The defeated candidate congratulated the Maoists but warned the ex-rebels that they would not be allowed to install a dictatorship.

“I would like to congratulate the Maoists for entering multi-party competitive politics,” Deuba said.

“We will stay in opposition and keep an eye on the Maoists’ activities while they run the government. We will oppose their actions if their activities incline towards autocracy.”

The United States embassy here said Washington would work with the new government even though it has blacklisted the Maoists.

The European Union and Japan — also major donors to aid-dependent Nepal — also welcomed the election.

Prachanda faces huge challenges including urgently dealing with soaring food and fuel prices, and integrating the 20,000-strong rebel army that is currently confined to United Nations-monitored camps into the national army.

“The integration of People’s Liberation Army into the Nepal Army will see lots of arguments and counter-arguments. The way they deal with the army is very crucial,” said Amit Dhakal, editor of the Kathmandu Post newspaper.

“The Maoists will try to bring in populist and radical economic reforms. But financially they will have lots of constraints.”

9 Responses to “Nepal: Prachanda Becomes Prime Minister”

  1. Comments said

    Of course, this is what we’ve been hoping for since we toasted the election victory in April with champagne. But the process has been so complex and confusing that it’s hard (for me anyway) to know how to assess this victory. A week ago it looked like Nepal Congress and CP(UML) would effectively block Prachanda from becoming PM, and suddenly he has 2/3 support from Parliament. As the head of government, he will have broad powers, but the (UML) president controls the military of the old state. I guess the significance of all this will be shown in the handling of the question of the Army.

  2. Nickglais said

    Why is this new not making the front page of Kasama ?

  3. Nickglais said

    Why is this news not making the front page of Kasama ?

  4. zerohour said

    Is the control of the old military the key difference between the Presidency and the Prime Minister?

  5. Iris said

    I thought that the President has jursidiction over the army. If the president is a UML guy, and the UML supported Prachanda as PM, what does that mean?

    What is the Nepali Congress party saying about all this?

  6. arthur said

    Nepali Congress is saying they will form a parliamentary opposition in the Constituent Assembly.

    Army currently controls itself.

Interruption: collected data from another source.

impl Engine {
    pub fn new(registry: ExecutorRegistry, sink: Arc<dyn PlanSink>) -> Self {
        let (_, interrupt) = watch::channel(Interrupt::Clear);
        Self {
            registry,
            sink,
            metrics: None,
            notifier: None,
            phase_timeout: DEFAULT_PHASE_TIMEOUT,
            interrupt,
        }
    }

    #[must_use]
    pub fn with_metrics(mut self, metrics: Arc<Metrics>) -> Self {
        self.metrics = Some(metrics);
        self
    }

    #[must_use]
    pub fn with_notifier(mut self, notifier: Arc<SlackNotifier>) -> Self {
        self.notifier = Some(notifier);
        self
    }

    #[must_use]
    pub const fn with_phase_timeout(mut self, timeout: Duration) -> Self {
        self.phase_timeout = timeout;
        self
    }

    #[must_use]
    pub fn with_interrupt(mut self, interrupt: watch::Receiver<Interrupt>) -> Self {
        self.interrupt = interrupt;
        self
    }

    fn persist(&self, plan: &Plan) -> Result<(), CuoError> {
        self.sink.persist(plan)
    }

    fn executor_for(
        &self,
        plan: &Plan,
        index: PhaseIndex,
    ) -> Result<(PhaseKind, Arc<dyn Executor>), CuoError> {
        let kind = plan.get(index).executor.ok_or_else(|| {
            CuoError::InvalidPlan(format!("phase {} has no executor", plan.path(index)))
        })?;
        Ok((kind, self.registry.get(kind)?))
    }

    fn context(plan: &Plan, index: PhaseIndex, kind: PhaseKind) -> PhaseContext {
        PhaseContext {
            operation_id: plan.operation_id.clone(),
            path: plan.path(index).to_string(),
            kind,
            data: plan.get(index).data.clone(),
            lead_master: plan.lead_master().cloned(),
        }
    }

    async fn notify(&self, plan: &Plan, message: &notify::SlackMessage) {
        if let Some(notifier) = &self.notifier {
            notifier.send(&plan.operation_id, message).await;
        }
    }

    /// Execute the phase at `path` and everything below it.
    ///
    /// Completed phases are skipped. Failed, rolled back and stale in-progress
    /// phases in the subtree are reattempted. Unless `force` is set, every
    /// phase outside the subtree that gates it must already be completed.
    pub async fn execute(
        &self,
        plan: &mut Plan,
        path: &str,
        force: bool,
    ) -> Result<Report, CuoError> {
        let started = Instant::now();
        let target = plan.phase(path)?;
        let target_path = plan.path(target).to_string();
        let leaves = plan.leaves(target);
        let scope: HashSet<PhaseIndex> = leaves.iter().copied().collect();

        self.reset_for_retry(plan, target, &leaves, force)?;
        if !force {
            check_prerequisites(plan, &target_path, &scope)?;
        }

        let mut pending: Vec<PhaseIndex> = plan
            .execution_order()?
            .into_iter()
            .filter(|i| scope.contains(i) && plan.state(*i) != PhaseState::Completed)
            .collect();
        for &index in &pending {
            self.executor_for(plan, index)?;
        }
        if pending.is_empty() {
            info!(phase = %target_path, "All phases already completed");
            return Ok(Report {
                phase: target_path,
                phases: Vec::new(),
                elapsed: started.elapsed(),
            });
        }

        info!(
            operation = %plan.operation_id,
            phase = %target_path,
            phases = pending.len(),
            force,
            "Executing phases"
        );

        let mut in_flight = FuturesUnordered::new();
        let mut running = BTreeSet::new();
        let mut executed = Vec::new();
        let mut failure: Option<(String, String)> = None;
        // First persistence error; no phase starts after it.
        let mut sink_error: Option<CuoError> = None;
        let mut interrupt = self.interrupt.clone();
        let mut watching = true;

        loop {
            let signal = *interrupt.borrow();
            if signal == Interrupt::Abort {
                drop(in_flight);
                for &index in &running {
                    error!(phase = %plan.path(index), "Phase aborted");
                    plan.set_state(index, PhaseState::Failed, Some("aborted".to_string()));
                }
                self.persist(plan)?;
                return Err(CuoError::Interrupted(format!(
                    "aborted {} running phases",
                    running.len()
                )));
            }

            if failure.is_none() && sink_error.is_none() && signal == Interrupt::Clear {
                let ready: Vec<PhaseIndex> = pending
                    .iter()
                    .copied()
                    .filter(|&i| is_ready(plan, i, &scope))
                    .collect();
                for index in ready {
                    let (kind, executor) = self.executor_for(plan, index)?;
                    plan.set_state(index, PhaseState::InProgress, None);
                    if let Err(e) = self.persist(plan) {
                        plan.set_state(index, PhaseState::Unstarted, None);
                        hold_sink_error(&mut sink_error, e, running.len());
                        break;
                    }
                    pending.retain(|&i| i != index);
                    info!(
                        phase = %plan.path(index),
                        kind = %kind,
                        executor = executor.name(),
                        "Phase started"
                    );
                    running.insert(index);
                    in_flight.push(run_phase(
                        executor,
                        Self::context(plan, index, kind),
                        index,
                        self.phase_timeout,
                        false,
                    ));
                }
            }

            if in_flight.is_empty() {
                break;
            }

            tokio::select! {
                Some(outcome) = in_flight.next() => {
                    running.remove(&outcome.index);
                    let path = plan.path(outcome.index).to_string();
                    if let Err(message) = self.record(plan, outcome) {
                        if failure.is_none() {
                            failure = Some((path.clone(), message));
                        }
                    } else {
                        executed.push(path);
                    }
                    if let Err(e) = self.persist(plan) {
                        hold_sink_error(&mut sink_error, e, running.len());
                    }
                }
                changed = interrupt.changed(), if watching => {
                    if changed.is_err() {
                        watching = false;
                    } else if *interrupt.borrow() == Interrupt::Stop {
                        warn!(
                            running = running.len(),
                            "Stop requested, waiting for running phases"
                        );
                    }
                }
            }
        }

        if let Some(e) = sink_error {
            return Err(e);
        }
        if let Some((phase, message)) = failure {
            let notice = notify::build_phase_failed_message(plan, &phase, &message);
            self.notify(plan, &notice).await;
            return Err(CuoError::PhaseFailed { phase, message });
        }
        if !pending.is_empty() {
            warn!(pending = pending.len(), "Execution stopped before all phases ran");
            return Err(CuoError::Interrupted(format!(
                "stopped with {} phases pending",
                pending.len()
            )));
        }

        let elapsed = started.elapsed();
        info!(
            phase = %target_path,
            phases = executed.len(),
            elapsed_secs = elapsed.as_secs(),
            "Execution completed"
        );
        let notice =
            notify::build_execution_completed_message(plan, &target_path, executed.len(), elapsed);
        self.notify(plan, &notice).await;

        Ok(Report {
            phase: target_path,
            phases: executed,
            elapsed,
        })
    }

    /// Apply a phase outcome to the plan. Returns the error message on failure.
    fn record(&self, plan: &mut Plan, outcome: Outcome) -> Result<(), String> {
        let Outcome {
            index,
            result,
            elapsed,
        } = outcome;
        let kind = plan.get(index).executor;
        let path = plan.path(index).to_string();

        let (label, recorded) = match result {
            Ok(()) => {
                plan.set_state(index, PhaseState::Completed, None);
                info!(phase = %path, elapsed_secs = elapsed.as_secs(), "Phase completed");
                ("completed", Ok(()))
            }
            Err(e) => {
                let message = e.to_string();
                plan.set_state(index, PhaseState::Failed, Some(message.clone()));
                error!(phase = %path, transient = e.is_transient(), error = %e, "Phase failed");
                ("failed", Err(message))
            }
        };
        if let (Some(metrics), Some(kind)) = (&self.metrics, kind) {
            metrics.observe_phase(kind, label, elapsed);
        }
        recorded
    }

    /// Put phases that will be reattempted back into the unstarted state.
    fn reset_for_retry(
        &self,
        plan: &mut Plan,
        target: PhaseIndex,
        leaves: &[PhaseIndex],
        force: bool,
    ) -> Result<(), CuoError> {
        let mut changed = false;
        for &index in leaves {
            let retry = match plan.state(index) {
                PhaseState::Failed | PhaseState::RolledBack => true,
                PhaseState::InProgress => {
                    warn!(phase = %plan.path(index), "Phase was left in progress, retrying");
                    true
                }
                // An explicitly targeted leaf is re-run when forced.
                PhaseState::Completed => force && index == target,
                PhaseState::Unstarted => false,
            };
            if retry {
                info!(
                    phase = %plan.path(index),
                    from = %plan.state(index),
                    "Phase reset for retry"
                );
                plan.set_state(index, PhaseState::Unstarted, None);
                changed = true;
            }
        }
        if changed {
            self.persist(plan)?;
        }
        Ok(())
    }

    /// Roll back the phase at `path` and everything below it, in reverse
    /// execution order, one phase at a time.
    ///
    /// Only completed and failed phases are rolled back. Unless `force` is
    /// set, phases outside the subtree that depend on it must not be in a
    /// completed, failed or in-progress state.
    pub async fn rollback(
        &self,
        plan: &mut Plan,
        path: &str,
        force: bool,
    ) -> Result<Report, CuoError> {
        let started = Instant::now();
        let target = plan.phase(path)?;
        let target_path = plan.path(target).to_string();
        let scope: HashSet<PhaseIndex> = plan.leaves(target).into_iter().collect();

        let candidates: Vec<PhaseIndex> = plan
            .execution_order()?
            .into_iter()
            .rev()
            .filter(|i| {
                scope.contains(i)
                    && matches!(plan.state(*i), PhaseState::Completed | PhaseState::Failed)
            })
            .collect();

        if !force {
            let dependents = active_dependents(plan, &scope, &candidates);
            if !dependents.is_empty() {
                return Err(CuoError::DependentsNotRolledBack {
                    phase: target_path,
                    dependents: dependents.into_iter().collect::<Vec<_>>().join(", "),
                });
            }
        }
        for &index in &candidates {
            self.executor_for(plan, index)?;
        }

        info!(
            operation = %plan.operation_id,
            phase = %target_path,
            phases = candidates.len(),
            force,
            "Rolling back phases"
        );

        let mut interrupt = self.interrupt.clone();
        let mut rolled_back = Vec::new();
        for index in candidates {
            if *interrupt.borrow() != Interrupt::Clear {
                return Err(CuoError::Interrupted(format!(
                    "rollback stopped before {}",
                    plan.path(index)
                )));
            }

            let (kind, executor) = self.executor_for(plan, index)?;
            let phase = plan.path(index).to_string();
            plan.set_state(index, PhaseState::InProgress, None);
            self.persist(plan)?;
            info!(phase = %phase, kind = %kind, executor = executor.name(), "Rolling back phase");

            let run = run_phase(
                executor,
                Self::context(plan, index, kind),
                index,
                self.phase_timeout,
                true,
            );
            let outcome = tokio::select! {
                outcome = run => outcome,
                () = wait_for_abort(&mut interrupt) => {
                    error!(phase = %phase, "Rollback aborted");
                    plan.set_state(index, PhaseState::Failed, Some("aborted".to_string()));
                    self.persist(plan)?;
                    return Err(CuoError::Interrupted(format!("rollback of {phase} aborted")));
                }
            };

            match outcome.result {
                Ok(()) => {
                    plan.set_state(index, PhaseState::RolledBack, None);
                    info!(
                        phase = %phase,
                        elapsed_secs = outcome.elapsed.as_secs(),
                        "Phase rolled back"
                    );
                    if let Some(metrics) = &self.metrics {
                        metrics.record_rollback(kind);
                    }
                    self.persist(plan)?;
                    rolled_back.push(phase);
                }
                Err(e) => {
                    let message = format!("rollback failed: {e}");
                    plan.set_state(index, PhaseState::Failed, Some(message.clone()));
                    error!(phase = %phase, error = %e, "Phase rollback failed");
                    self.persist(plan)?;
                    let notice = notify::build_phase_failed_message(plan, &phase, &message);
                    self.notify(plan, &notice).await;
                    return Err(CuoError::PhaseFailed { phase, message });
                }
            }
        }

        Ok(Report {
            phase: target_path,
            phases: rolled_back,
            elapsed: started.elapsed(),
        })
    }

    /// Final state of the operation, recorded in metrics and notifications.
    pub async fn complete(&self, plan: &Plan) -> OperationState {
        let state = completion_state(plan);
        info!(operation = %plan.operation_id, state = %state, "Completing operation");
        if let Some(metrics) = &self.metrics {
            metrics.record_operation(&state.to_string());
        }
        let notice = notify::build_operation_finished_message(plan, state);
        self.notify(plan, &notice).await;
        state
    }
}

President basically ceremonial. UML (revisionists) apparantly will have Home Ministry (police) but Maoists have the other key Ministries including Defence which (theoretically) controls Army. Will still be a complex struggle for integrating the two armed forces, which the old guard strongly opposes as undermining even a pretense that they could take on the PLA again.

    It was “all over apart from the shouting” back in 2006 when Prachanda announced “Our Revolution Has Won”. I think the shouting will however still continue for a while but people are gradually adjusting to the new reality.

  7. The President is Ram Yadav from Nepal Congress. He is the formal head of the army but as far as I know real power over the army ultimately lies with the Constituent Assembly. The problem here is that this is a bourgeois organ of power, not a revolutionary one. The question of how CPN (M) proposes to move towards New Democracy is what we really should be discussing.

  8. Mike E said

    I suspect that the army is not particularly impressed by the Constituent Assembly’s claim to have power over it. Who ultimately “has power” over the army is yet to be seen. And how that army will be eliminated as a force for oppression has not yet become clear.

    Question: is that army really “a bourgeois organ of power”? I wonder whether it has generally represented a bulwark of feudal (not capitalist) power (both in the form of the monarchy, but also the general production relations of the country.)

  9. Nhorning said

    Taking that into account, I think it’s clear why the Maoists refused to grant the NC the defence ministry.